__EXERCISE__
From first line to last, retype the data exactly.

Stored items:
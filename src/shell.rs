//! Subprocess filter for `shell` directives.
//!
//! The body of the directive becomes the command's stdin and its combined
//! stdout/stderr becomes the replacement text.

use std::io::{self, Read, Write};
use std::process::{Child, Command, Stdio};
use std::thread;
use tracing::{debug, warn};

/// Runs `command` with `input` on stdin and returns everything it wrote to
/// stdout and stderr, in the order it was written.
///
/// The child runs in the current working directory. It is always waited on
/// before this returns; if feeding or draining it fails it is killed first.
/// A non-zero exit status is not an error.
///
/// # Errors
///
/// Returns an `io::Error` if the command is empty, cannot be spawned, or a
/// pipe fails.
pub fn run(command: &[String], input: &str) -> io::Result<String> {
    let (program, args) = command
        .split_first()
        .ok_or_else(|| io::Error::new(io::ErrorKind::InvalidInput, "empty command"))?;

    let (mut output_reader, output_writer) = io::pipe()?;
    let mut child = {
        let mut cmd = Command::new(program);
        cmd.args(args)
            .stdin(Stdio::piped())
            .stdout(output_writer.try_clone()?)
            .stderr(output_writer);
        cmd.spawn()?
        // `cmd` drops here, closing our copies of the write end so the
        // reader sees EOF once the child exits.
    };
    debug!(program = %program, pid = child.id(), "spawned shell directive");

    let communicated = communicate(&mut child, &mut output_reader, input.as_bytes());
    if communicated.is_err() {
        kill(&mut child);
    }
    let status = child.wait()?;
    let output = communicated?;

    if status.success() {
        debug!(program = %program, bytes = output.len(), "shell directive finished");
    } else {
        warn!(program = %program, %status, "shell directive exited unsuccessfully; using its output anyway");
    }

    Ok(String::from_utf8_lossy(&output).into_owned())
}

fn kill(child: &mut Child) {
    if let Err(e) = child.kill() {
        debug!(pid = child.id(), error = %e, "could not kill shell directive");
    }
}

/// Feeds stdin on a scoped thread while draining `output`, so a child that
/// writes a lot before reading cannot deadlock us. If draining fails the
/// child is killed before the feeder is joined.
fn communicate(
    child: &mut Child,
    output: &mut impl Read,
    input: &[u8],
) -> io::Result<Vec<u8>> {
    let stdin = child.stdin.take();

    thread::scope(|scope| {
        let feeder = scope.spawn(move || -> io::Result<()> {
            let Some(mut stdin) = stdin else {
                return Ok(());
            };
            match stdin.write_all(input) {
                // the child is allowed to ignore its input
                Err(e) if e.kind() == io::ErrorKind::BrokenPipe => Ok(()),
                other => other,
            }
            // stdin drops here, closing the child's input
        });

        let mut collected = Vec::new();
        let read = output.read_to_end(&mut collected);
        if let Err(e) = &read {
            debug!(error = %e, "reading shell directive output failed");
            // the feeder may be blocked on a child that never reads stdin
            kill(child);
        }
        let fed = feeder
            .join()
            .unwrap_or_else(|_| Err(io::Error::other("stdin writer thread panicked")));

        read?;
        fed?;
        Ok(collected)
    })
}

__ANSWER TO THE PROBLEM__
filename src/shell.rs
//! Subprocess filter for `shell` directives.
//!
//! The body of the directive becomes the command's stdin and its combined
//! stdout/stderr becomes the replacement text.

use std::io::{self, Read, Write};
use std::process::{Child, Command, Stdio};
use std::thread;
use tracing::{debug, warn};

/// Runs `command` with `input` on stdin and returns everything it wrote to
/// stdout and stderr, in the order it was written.
///
/// The child runs in the current working directory. It is always waited on
/// before this returns; if feeding or draining it fails it is killed first.
/// A non-zero exit status is not an error.
///
/// # Errors
///
/// Returns an `io::Error` if the command is empty, cannot be spawned, or a
/// pipe fails.
pub fn run(command: &[String], input: &str) -> io::Result<String> {
    let (program, args) = command
        .split_first()
        .ok_or_else(|| io::Error::new(io::ErrorKind::InvalidInput, "empty command"))?;

    let (mut output_reader, output_writer) = io::pipe()?;
    let mut child = {
        let mut cmd = Command::new(program);
        cmd.args(args)
            .stdin(Stdio::piped())
            .stdout(output_writer.try_clone()?)
            .stderr(output_writer);
        cmd.spawn()?
        // `cmd` drops here, closing our copies of the write end so the
        // reader sees EOF once the child exits.
    };
    debug!(program = %program, pid = child.id(), "spawned shell directive");

    let communicated = communicate(&mut child, &mut output_reader, input.as_bytes());
    if communicated.is_err() {
        kill(&mut child);
    }
    let status = child.wait()?;
    let output = communicated?;

    if status.success() {
        debug!(program = %program, bytes = output.len(), "shell directive finished");
    } else {
        warn!(program = %program, %status, "shell directive exited unsuccessfully; using its output anyway");
    }

    Ok(String::from_utf8_lossy(&output).into_owned())
}

fn kill(child: &mut Child) {
    if let Err(e) = child.kill() {
        debug!(pid = child.id(), error = %e, "could not kill shell directive");
    }
}

/// Feeds stdin on a scoped thread while draining `output`, so a child that
/// writes a lot before reading cannot deadlock us. If draining fails the
/// child is killed before the feeder is joined.
fn communicate(
    child: &mut Child,
    output: &mut impl Read,
    input: &[u8],
) -> io::Result<Vec<u8>> {
    let stdin = child.stdin.take();

    thread::scope(|scope| {
        let feeder = scope.spawn(move || -> io::Result<()> {
            let Some(mut stdin) = stdin else {
                return Ok(());
            };
            match stdin.write_all(input) {
                // the child is allowed to ignore its input
                Err(e) if e.kind() == io::ErrorKind::BrokenPipe => Ok(()),
                other => other,
            }
            // stdin drops here, closing the child's input
        });

        let mut collected = Vec::new();
        let read = output.read_to_end(&mut collected);
        if let Err(e) = &read {
            debug!(error = %e, "reading shell directive output failed");
            // the feeder may be blocked on a child that never reads stdin
            kill(child);
        }
        let fed = feeder
            .join()
            .unwrap_or_else(|_| Err(io::Error::other("stdin writer thread panicked")));

        read?;
        fed?;
        Ok(collected)
    })
}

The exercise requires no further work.